:: Excerpted records ::
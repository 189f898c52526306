//! Employment metrics: three ONS generator series plus two published
//! estimates with no single-series CSV.

use std::time::Duration;

use crate::pipeline::{Extraction, LiveSource, MetricSpec, SourceSpec};
use crate::record::Category;
use crate::status::ThresholdPolicy;
use crate::tabular::FormatHint;

pub(super) const THRESHOLDS: &[(&str, ThresholdPolicy)] = &[
    ("inactivity_rate", ThresholdPolicy::Descending { green: 20.0, amber: 22.0 }),
    ("real_wage_growth", ThresholdPolicy::Ascending { green: 1.0, amber: 0.0 }),
    ("job_vacancy_ratio", ThresholdPolicy::Ascending { green: 4.0, amber: 2.5 }),
    ("underemployment", ThresholdPolicy::Descending { green: 6.0, amber: 8.0 }),
    ("sickness_absence", ThresholdPolicy::Descending { green: 2.5, amber: 3.5 }),
];

pub(super) fn specs() -> Vec<MetricSpec> {
    const LF2S: &[&str] = &[
        "https://www.ons.gov.uk/generator?format=csv&uri=/employmentandlabourmarket/peoplenotinwork/economicinactivity/timeseries/lf2s/lms",
    ];
    const A3WW: &[&str] = &[
        "https://www.ons.gov.uk/generator?format=csv&uri=/employmentandlabourmarket/peopleinwork/earningsandworkinghours/timeseries/a3ww/lms",
    ];
    const AP2Z: &[&str] = &[
        "https://www.ons.gov.uk/generator?format=csv&uri=/employmentandlabourmarket/peopleinwork/employmentandemployeetypes/timeseries/ap2z/unem",
    ];

    let narrow = |candidates: &'static [&'static str]| {
        SourceSpec::Live(LiveSource {
            candidates,
            format: FormatHint::Csv,
            extraction: Extraction::NarrowSeries,
            derive: None,
            timeout: Duration::from_secs(30),
            min_bytes: 0,
            period_hint: None,
        })
    };

    vec![
        MetricSpec {
            key: "inactivity_rate",
            name: "Inactivity Rate",
            category: Category::Employment,
            unit: "%",
            source: narrow(LF2S),
            data_source: "ONS",
            source_url: LF2S[0],
            fallback: None,
        },
        MetricSpec {
            key: "real_wage_growth",
            name: "Real Wage Growth",
            category: Category::Employment,
            unit: "%",
            source: narrow(A3WW),
            data_source: "ONS",
            source_url: A3WW[0],
            fallback: None,
        },
        MetricSpec {
            key: "job_vacancy_ratio",
            name: "Job Vacancy Ratio",
            category: Category::Employment,
            // AP2Z is vacancies per 100 employee jobs, not a percentage.
            unit: "",
            source: narrow(AP2Z),
            data_source: "ONS",
            source_url: AP2Z[0],
            fallback: None,
        },
        MetricSpec {
            key: "underemployment",
            name: "Underemployment",
            category: Category::Employment,
            unit: "%",
            source: SourceSpec::Published { value: 6.2, time_period: Some("2025 Q3") },
            data_source: "ONS EMP16",
            source_url: "https://www.ons.gov.uk/employmentandlabourmarket/peopleinwork/employmentandemployeetypes/datasets/underemploymentandoveremploymentemp16/current",
            fallback: None,
        },
        MetricSpec {
            key: "sickness_absence",
            name: "Sickness Absence",
            category: Category::Employment,
            unit: "%",
            source: SourceSpec::Published { value: 2.0, time_period: Some("2024") },
            data_source: "ONS",
            source_url: "https://www.ons.gov.uk/employmentandlabourmarket/peopleinwork/employmentandemployeetypes/datasets/sicknessabsenceinthelabourmarket",
            fallback: None,
        },
    ]
}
:::
To do:
The material must be transcribed exactly, down to the last line.

Exercise output:
repository 189f898c52526306
//! Employment metrics: three ONS generator series plus two published
//! estimates with no single-series CSV.

use std::time::Duration;

use crate::pipeline::{Extraction, LiveSource, MetricSpec, SourceSpec};
use crate::record::Category;
use crate::status::ThresholdPolicy;
use crate::tabular::FormatHint;

pub(super) const THRESHOLDS: &[(&str, ThresholdPolicy)] = &[
    ("inactivity_rate", ThresholdPolicy::Descending { green: 20.0, amber: 22.0 }),
    ("real_wage_growth", ThresholdPolicy::Ascending { green: 1.0, amber: 0.0 }),
    ("job_vacancy_ratio", ThresholdPolicy::Ascending { green: 4.0, amber: 2.5 }),
    ("underemployment", ThresholdPolicy::Descending { green: 6.0, amber: 8.0 }),
    ("sickness_absence", ThresholdPolicy::Descending { green: 2.5, amber: 3.5 }),
];

pub(super) fn specs() -> Vec<MetricSpec> {
    const LF2S: &[&str] = &[
        "https://www.ons.gov.uk/generator?format=csv&uri=/employmentandlabourmarket/peoplenotinwork/economicinactivity/timeseries/lf2s/lms",
    ];
    const A3WW: &[&str] = &[
        "https://www.ons.gov.uk/generator?format=csv&uri=/employmentandlabourmarket/peopleinwork/earningsandworkinghours/timeseries/a3ww/lms",
    ];
    const AP2Z: &[&str] = &[
        "https://www.ons.gov.uk/generator?format=csv&uri=/employmentandlabourmarket/peopleinwork/employmentandemployeetypes/timeseries/ap2z/unem",
    ];

    let narrow = |candidates: &'static [&'static str]| {
        SourceSpec::Live(LiveSource {
            candidates,
            format: FormatHint::Csv,
            extraction: Extraction::NarrowSeries,
            derive: None,
            timeout: Duration::from_secs(30),
            min_bytes: 0,
            period_hint: None,
        })
    };

    vec![
        MetricSpec {
            key: "inactivity_rate",
            name: "Inactivity Rate",
            category: Category::Employment,
            unit: "%",
            source: narrow(LF2S),
            data_source: "ONS",
            source_url: LF2S[0],
            fallback: None,
        },
        MetricSpec {
            key: "real_wage_growth",
            name: "Real Wage Growth",
            category: Category::Employment,
            unit: "%",
            source: narrow(A3WW),
            data_source: "ONS",
            source_url: A3WW[0],
            fallback: None,
        },
        MetricSpec {
            key: "job_vacancy_ratio",
            name: "Job Vacancy Ratio",
            category: Category::Employment,
            // AP2Z is vacancies per 100 employee jobs, not a percentage.
            unit: "",
            source: narrow(AP2Z),
            data_source: "ONS",
            source_url: AP2Z[0],
            fallback: None,
        },
        MetricSpec {
            key: "underemployment",
            name: "Underemployment",
            category: Category::Employment,
            unit: "%",
            source: SourceSpec::Published { value: 6.2, time_period: Some("2025 Q3") },
            data_source: "ONS EMP16",
            source_url: "https://www.ons.gov.uk/employmentandlabourmarket/peopleinwork/employmentandemployeetypes/datasets/underemploymentandoveremploymentemp16/current",
            fallback: None,
        },
        MetricSpec {
            key: "sickness_absence",
            name: "Sickness Absence",
            category: Category::Employment,
            unit: "%",
            source: SourceSpec::Published { value: 2.0, time_period: Some("2024") },
            data_source: "ONS",
            source_url: "https://www.ons.gov.uk/employmentandlabourmarket/peopleinwork/employmentandemployeetypes/datasets/sicknessabsenceinthelabourmarket",
            fallback: None,
        },
    ]
}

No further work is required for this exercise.